_Work task_
Please return each entry in the listing exactly.

__________

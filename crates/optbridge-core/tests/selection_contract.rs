//! Contract Test: Selection and Price Synchronization
//!
//! This test verifies the event sequence produced by widget state changes.
//!
//! Constraints verified:
//! - Switching options emits SelectionChanged followed by exactly one
//!   VariantUpdated
//! - A price-only change emits VariantUpdated only
//! - SelectionChanged targets the host and does not bubble; VariantUpdated
//!   targets the product form and bubbles
//! - Extraction failures suppress dispatch

mod common;

use common::*;
use optbridge_core::BridgeEvent;
use optbridge_core::events::{ChangeType, DomainEvent, PlanKind, SELECTION_CHANGED, VARIANT_UPDATED};
use serde_json::json;

#[tokio::test]
async fn one_time_to_discounted_subscription() {
    let (dom, host) = product_page(None);
    mount_ready_widget(&dom, host);
    let (dispatcher, mut bus) = RecordingDispatcher::new();
    let (bridge, _events) = bridge(&dom, dispatcher, fast_config(5));
    bridge.connect(host).await;

    let initial = expect_envelopes(&mut bus, 2).await;
    select(&dom, "opt-once", "opt-sub");
    let switched = expect_envelopes(&mut bus, 2).await;
    expect_quiet(&mut bus).await;

    let names: Vec<_> = initial.iter().chain(&switched).map(|e| e.name).collect();
    assert_eq!(
        names,
        vec![SELECTION_CHANGED, VARIANT_UPDATED, SELECTION_CHANGED, VARIANT_UPDATED]
    );

    let DomainEvent::SelectionChanged(first) = &initial[0].detail else {
        unreachable!();
    };
    assert_eq!(first.plan_type, PlanKind::OneTime);
    assert_eq!(first.price, 10.0);
    assert!(!first.has_discount);

    let DomainEvent::SelectionChanged(second) = &switched[0].detail else {
        unreachable!();
    };
    assert_eq!(second.plan_type, PlanKind::Subscription);
    assert_eq!(second.price, 8.5);
    assert!(second.has_discount);
    assert_eq!(second.change_type, ChangeType::Selection);
    assert_eq!(Some(second.selected_option), dom.find_by_id("opt-sub"));
    assert_eq!(Some(second.price_element), dom.find_by_id("price-sub"));
}

#[tokio::test]
async fn events_are_dispatched_on_the_right_scope() {
    let (dom, host) = product_page(None);
    mount_ready_widget(&dom, host);
    let (dispatcher, mut bus) = RecordingDispatcher::new();
    let (bridge, _events) = bridge(&dom, dispatcher, fast_config(5));
    bridge.connect(host).await;

    let envelopes = expect_envelopes(&mut bus, 2).await;

    assert_eq!(envelopes[0].target, host);
    assert!(!envelopes[0].bubbles);

    assert_eq!(Some(envelopes[1].target), dom.find_by_id("form"));
    assert!(envelopes[1].bubbles);
    let DomainEvent::VariantUpdated(update) = &envelopes[1].detail else {
        unreachable!();
    };
    assert_eq!(update.source, "purchase-option-bridge");
    assert_eq!(update.data.product_id.as_deref(), Some(PRODUCT_ID));
    assert_eq!(update.data.new_product, None);
    assert_eq!(
        update.data.html,
        r#"<div id="price-main" class="price-container"><span id="price-once" part="price">$10.00</span></div>"#
    );
    assert_eq!(
        update.resource,
        json!({"id": 101, "available": true, "inventory_management": false})
    );
}

#[tokio::test]
async fn price_only_change_emits_variant_update_only() {
    let (dom, host) = product_page(None);
    mount_ready_widget(&dom, host);
    let (dispatcher, mut bus) = RecordingDispatcher::new();
    let (bridge, _events) = bridge(&dom, dispatcher, fast_config(5));
    bridge.connect(host).await;
    expect_envelopes(&mut bus, 2).await;

    let price = dom.find_by_id("price-once").unwrap();
    dom.update_text(price, "$12.00").unwrap();

    let envelopes = expect_envelopes(&mut bus, 1).await;
    expect_quiet(&mut bus).await;
    assert_eq!(envelopes[0].name, VARIANT_UPDATED);
    let DomainEvent::VariantUpdated(update) = &envelopes[0].detail else {
        unreachable!();
    };
    assert!(update.data.html.contains("$12.00"));
}

#[tokio::test]
async fn unparsable_price_suppresses_dispatch() {
    let (dom, host) = product_page(None);
    mount_ready_widget(&dom, host);
    let (dispatcher, mut bus) = RecordingDispatcher::new();
    let (bridge, mut events) = bridge(&dom, dispatcher, fast_config(5));
    bridge.connect(host).await;
    expect_envelopes(&mut bus, 2).await;

    let price = dom.find_by_id("price-once").unwrap();
    dom.update_text(price, "Sold out").unwrap();

    let failed = wait_for_event(&mut events, |e| matches!(e, BridgeEvent::ExtractionFailed { .. })).await;
    let BridgeEvent::ExtractionFailed { error, .. } = failed else {
        unreachable!();
    };
    assert!(error.contains("Sold out"));
    expect_quiet(&mut bus).await;

    // Last dispatched state is untouched: restoring the price is not a change
    dom.update_text(price, "$10.00").unwrap();
    expect_quiet(&mut bus).await;
}

#[tokio::test]
async fn dispatch_failure_does_not_stop_the_session() {
    let (dom, host) = product_page(None);
    mount_ready_widget(&dom, host);
    let dispatcher = RecordingDispatcher::failing();
    let probe = RecordingDispatcher::sharing_counters_with(&dispatcher);
    let (bridge, mut events) = bridge(&dom, dispatcher, fast_config(5));
    bridge.connect(host).await;

    wait_for_event(&mut events, |e| matches!(e, BridgeEvent::ContentReady { .. })).await;
    tokio::time::sleep(std::time::Duration::from_millis(50)).await;
    assert_eq!(probe.dispatch_call_count(), 2);

    select(&dom, "opt-once", "opt-sub");
    tokio::time::sleep(std::time::Duration::from_millis(100)).await;
    assert_eq!(probe.dispatch_call_count(), 4);
    assert!(bridge.is_connected(host).await);
}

__________

_Result for this task_
filename crates/optbridge-core/tests/selection_contract.rs
//! Contract Test: Selection and Price Synchronization
//!
//! This test verifies the event sequence produced by widget state changes.
//!
//! Constraints verified:
//! - Switching options emits SelectionChanged followed by exactly one
//!   VariantUpdated
//! - A price-only change emits VariantUpdated only
//! - SelectionChanged targets the host and does not bubble; VariantUpdated
//!   targets the product form and bubbles
//! - Extraction failures suppress dispatch

mod common;

use common::*;
use optbridge_core::BridgeEvent;
use optbridge_core::events::{ChangeType, DomainEvent, PlanKind, SELECTION_CHANGED, VARIANT_UPDATED};
use serde_json::json;

#[tokio::test]
async fn one_time_to_discounted_subscription() {
    let (dom, host) = product_page(None);
    mount_ready_widget(&dom, host);
    let (dispatcher, mut bus) = RecordingDispatcher::new();
    let (bridge, _events) = bridge(&dom, dispatcher, fast_config(5));
    bridge.connect(host).await;

    let initial = expect_envelopes(&mut bus, 2).await;
    select(&dom, "opt-once", "opt-sub");
    let switched = expect_envelopes(&mut bus, 2).await;
    expect_quiet(&mut bus).await;

    let names: Vec<_> = initial.iter().chain(&switched).map(|e| e.name).collect();
    assert_eq!(
        names,
        vec![SELECTION_CHANGED, VARIANT_UPDATED, SELECTION_CHANGED, VARIANT_UPDATED]
    );

    let DomainEvent::SelectionChanged(first) = &initial[0].detail else {
        unreachable!();
    };
    assert_eq!(first.plan_type, PlanKind::OneTime);
    assert_eq!(first.price, 10.0);
    assert!(!first.has_discount);

    let DomainEvent::SelectionChanged(second) = &switched[0].detail else {
        unreachable!();
    };
    assert_eq!(second.plan_type, PlanKind::Subscription);
    assert_eq!(second.price, 8.5);
    assert!(second.has_discount);
    assert_eq!(second.change_type, ChangeType::Selection);
    assert_eq!(Some(second.selected_option), dom.find_by_id("opt-sub"));
    assert_eq!(Some(second.price_element), dom.find_by_id("price-sub"));
}

#[tokio::test]
async fn events_are_dispatched_on_the_right_scope() {
    let (dom, host) = product_page(None);
    mount_ready_widget(&dom, host);
    let (dispatcher, mut bus) = RecordingDispatcher::new();
    let (bridge, _events) = bridge(&dom, dispatcher, fast_config(5));
    bridge.connect(host).await;

    let envelopes = expect_envelopes(&mut bus, 2).await;

    assert_eq!(envelopes[0].target, host);
    assert!(!envelopes[0].bubbles);

    assert_eq!(Some(envelopes[1].target), dom.find_by_id("form"));
    assert!(envelopes[1].bubbles);
    let DomainEvent::VariantUpdated(update) = &envelopes[1].detail else {
        unreachable!();
    };
    assert_eq!(update.source, "purchase-option-bridge");
    assert_eq!(update.data.product_id.as_deref(), Some(PRODUCT_ID));
    assert_eq!(update.data.new_product, None);
    assert_eq!(
        update.data.html,
        r#"<div id="price-main" class="price-container"><span id="price-once" part="price">$10.00</span></div>"#
    );
    assert_eq!(
        update.resource,
        json!({"id": 101, "available": true, "inventory_management": false})
    );
}

#[tokio::test]
async fn price_only_change_emits_variant_update_only() {
    let (dom, host) = product_page(None);
    mount_ready_widget(&dom, host);
    let (dispatcher, mut bus) = RecordingDispatcher::new();
    let (bridge, _events) = bridge(&dom, dispatcher, fast_config(5));
    bridge.connect(host).await;
    expect_envelopes(&mut bus, 2).await;

    let price = dom.find_by_id("price-once").unwrap();
    dom.update_text(price, "$12.00").unwrap();

    let envelopes = expect_envelopes(&mut bus, 1).await;
    expect_quiet(&mut bus).await;
    assert_eq!(envelopes[0].name, VARIANT_UPDATED);
    let DomainEvent::VariantUpdated(update) = &envelopes[0].detail else {
        unreachable!();
    };
    assert!(update.data.html.contains("$12.00"));
}

#[tokio::test]
async fn unparsable_price_suppresses_dispatch() {
    let (dom, host) = product_page(None);
    mount_ready_widget(&dom, host);
    let (dispatcher, mut bus) = RecordingDispatcher::new();
    let (bridge, mut events) = bridge(&dom, dispatcher, fast_config(5));
    bridge.connect(host).await;
    expect_envelopes(&mut bus, 2).await;

    let price = dom.find_by_id("price-once").unwrap();
    dom.update_text(price, "Sold out").unwrap();

    let failed = wait_for_event(&mut events, |e| matches!(e, BridgeEvent::ExtractionFailed { .. })).await;
    let BridgeEvent::ExtractionFailed { error, .. } = failed else {
        unreachable!();
    };
    assert!(error.contains("Sold out"));
    expect_quiet(&mut bus).await;

    // Last dispatched state is untouched: restoring the price is not a change
    dom.update_text(price, "$10.00").unwrap();
    expect_quiet(&mut bus).await;
}

#[tokio::test]
async fn dispatch_failure_does_not_stop_the_session() {
    let (dom, host) = product_page(None);
    mount_ready_widget(&dom, host);
    let dispatcher = RecordingDispatcher::failing();
    let probe = RecordingDispatcher::sharing_counters_with(&dispatcher);
    let (bridge, mut events) = bridge(&dom, dispatcher, fast_config(5));
    bridge.connect(host).await;

    wait_for_event(&mut events, |e| matches!(e, BridgeEvent::ContentReady { .. })).await;
    tokio::time::sleep(std::time::Duration::from_millis(50)).await;
    assert_eq!(probe.dispatch_call_count(), 2);

    select(&dom, "opt-once", "opt-sub");
    tokio::time::sleep(std::time::Duration::from_millis(100)).await;
    assert_eq!(probe.dispatch_call_count(), 4);
    assert!(bridge.is_connected(host).await);
}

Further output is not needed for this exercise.